The structure sheaf of a manifold is always (isomorphic to) a sheaf of functions

Question

I'm reading the chapter on manifolds in Wedhorn's Manifolds, Sheaves, and Cohomology. At some point the author (in a somewhat terse manner) gives a characterization of the structure sheaf of a (pre)manifold (see Definition 1 below) in terms of the sheaf of real-valued locally ringed space morphisms. I'm a bit lost, so here's this question.

Let $ (X,\mathscr O_X) $ be a (locally) $ \mathbb R $-ringed space (meaning that $ \mathscr O_X $ is a sheaf of $ \mathbb R $-algebras on $ X $). Let $ \mathscr O_{X;\mathbb R} $ be the sheaf of real-valued (locally) ringed space morphism on $ (X,\mathscr O_X) $, i.e., let $ \mathscr O_{X;\mathbb R} $ be the sheaf on $ X $ that maps $$ \mathscr O_{X;\mathbb R}(U) = \{\text{$ (f,f^\flat)\colon (U,{\mathscr O_X}{\restriction_U})\to (\mathbb R,\mathscr C_{\mathbb R}^\infty) $ morphism of (L)RS}\} $$ for any $ U\subset X $ open, where $ \mathscr C_{\mathbb R}^\infty $ is the sheaf of smooth functions on the real line.

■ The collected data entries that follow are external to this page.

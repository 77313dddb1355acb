//! Request context and middleware for the Atlas REST API
//!
//! Provides a unified request context carrying the service logger and
//! request metadata, injected into all endpoints via middleware.

use axum::{
  extract::Request,
  http::{HeaderMap, Method, Uri},
  middleware::Next,
  response::Response,
};
use quill::service_logs::{LogContext, ServiceLogs};
use std::sync::Arc;
use uuid::Uuid;

/// Request context containing the logger and request metadata
#[derive(Clone)]
pub struct RequestContext {
  /// Unique ID for this request
  pub request_id: Uuid,
  /// HTTP method
  pub method: Method,
  /// Request URI
  pub uri: Uri,
  /// User agent, when the client sent one
  pub user_agent: Option<String>,
  /// Shared logger instance
  pub logs: Arc<ServiceLogs>,
}

impl RequestContext {
  /// Create a new request context
  pub fn new(method: Method, uri: Uri, headers: &HeaderMap, logs: Arc<ServiceLogs>) -> Self {
    let user_agent = headers
      .get("user-agent")
      .and_then(|value| value.to_str().ok())
      .map(|value| value.to_string());

    Self { request_id: Uuid::new_v4(), method, uri, user_agent, logs }
  }

  fn context(&self, status_code: Option<u16>, duration_ms: Option<f64>) -> LogContext {
    LogContext {
      request_id: Some(self.request_id.to_string()),
      method: Some(self.method.to_string()),
      path: Some(self.uri.path().to_string()),
      user_agent: self.user_agent.clone(),
      duration_ms,
      status_code,
    }
  }

  /// Log an info message with request context
  pub async fn log_info(&self, message: &str, origin: &str) {
    self.logs.record_with_context("info", message, origin, self.context(None, None)).await;
  }

  /// Log a success message with request context
  pub async fn log_success(&self, message: &str, origin: &str) {
    self.logs.record_with_context("success", message, origin, self.context(None, None)).await;
  }

  /// Log a warning message with request context
  pub async fn log_warn(&self, message: &str, origin: &str) {
    self.logs.record_with_context("warn", message, origin, self.context(None, None)).await;
  }

  /// Log an error message with request context
  pub async fn log_error(&self, message: &str, origin: &str) {
    self.logs.record_with_context("error", message, origin, self.context(None, None)).await;
  }

  /// Log request start
  pub async fn log_request_start(&self) {
    self.logs.record_with_context("info", "Request started", "http", self.context(None, None)).await;
  }

  /// Log request completion with status and duration
  pub async fn log_request_complete(&self, status_code: u16, duration_ms: f64) {
    self
      .logs
      .record_with_context(
        "info",
        "Request completed",
        "http",
        self.context(Some(status_code), Some(duration_ms)),
      )
      .await;
  }
}

/// Global logger instance shared with the middleware layer
static GLOBAL_LOGS: once_cell::sync::OnceCell<Arc<ServiceLogs>> = once_cell::sync::OnceCell::new();

/// Initialize the global logger
pub fn init_global_logs(logs: Arc<ServiceLogs>) -> Result<(), Arc<ServiceLogs>> {
  GLOBAL_LOGS.set(logs)
}

/// Get the global logger instance
pub fn global_logs() -> &'static Arc<ServiceLogs> {
  GLOBAL_LOGS.get().expect("Global logger should be initialized before use")
}

/// Middleware injecting a [`RequestContext`] into every request
pub async fn request_context_middleware(request: Request, next: Next) -> Response {
  let logs = global_logs().clone();

  let method = request.method().clone();
  let uri = request.uri().clone();
  let context = RequestContext::new(method, uri, request.headers(), logs);

  let start_time = std::time::Instant::now();
  context.log_request_start().await;

  let mut request = request;
  request.extensions_mut().insert(context.clone());

  let response = next.run(request).await;

  let duration_ms = start_time.elapsed().as_secs_f64() * 1000.0;
  context.log_request_complete(response.status().as_u16(), duration_ms).await;

  response
}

I'm trying to show that if $ (X,\mathscr O_X) $ satisfyies Definition 1 then the structure sheaf $ \mathscr O_X $ and $ \mathscr O_{X;\mathbb R} $ are isomorphic.

Definition 1. A locally ringed space $ (X,\mathscr O_X) $ is a premanifold if there exists an open cover $ (U_i)_{i\in I} $ of $ X $ such that for each $ i\in I $ $$ (U_i,{\mathscr O_X}{\restriction_{U_i}})\cong (\underline{U_i},\mathscr C_{\underline{U_i}}^\infty) $$ for some $ n\in \mathbb N $ and $ \underline{U_i}\subset \mathbb R^n $ open, where $ \mathscr C_{\underline{U_i}}^\infty $ is the sheaf of smooth real-valued functions on $ \underline{U_i} $.

Given $ U\subset X $ I'll try to define a morphism $$ i_U\colon \mathscr O_{X;\mathbb R}(U)\to \mathscr O_X(U) $$ by mapping a section $ (s,s^\flat) $ to the image $ s_{\mathbb R}^\flat(1_{\mathbb R})\in \mathscr O_X(U) $ (recall that $ s^\flat $ is a morphism of sheaves $ s^\flat\colon \mathscr C_{\mathbb R}^\infty\to s_*{\mathscr O_X}{\restriction_U} $, so that what I wrote type-checks).

So at this point I must show the following:

1. that $ i_U $ is a homomorphism;
2. that the $ i_U $s are the components of a morphism of sheaves;
3. and that $ i $ is indeed an isomorphism.

I'm (somewhat) able to prove 2), but I easily get lost in the details when I try to show 1) and 3). Could you help me?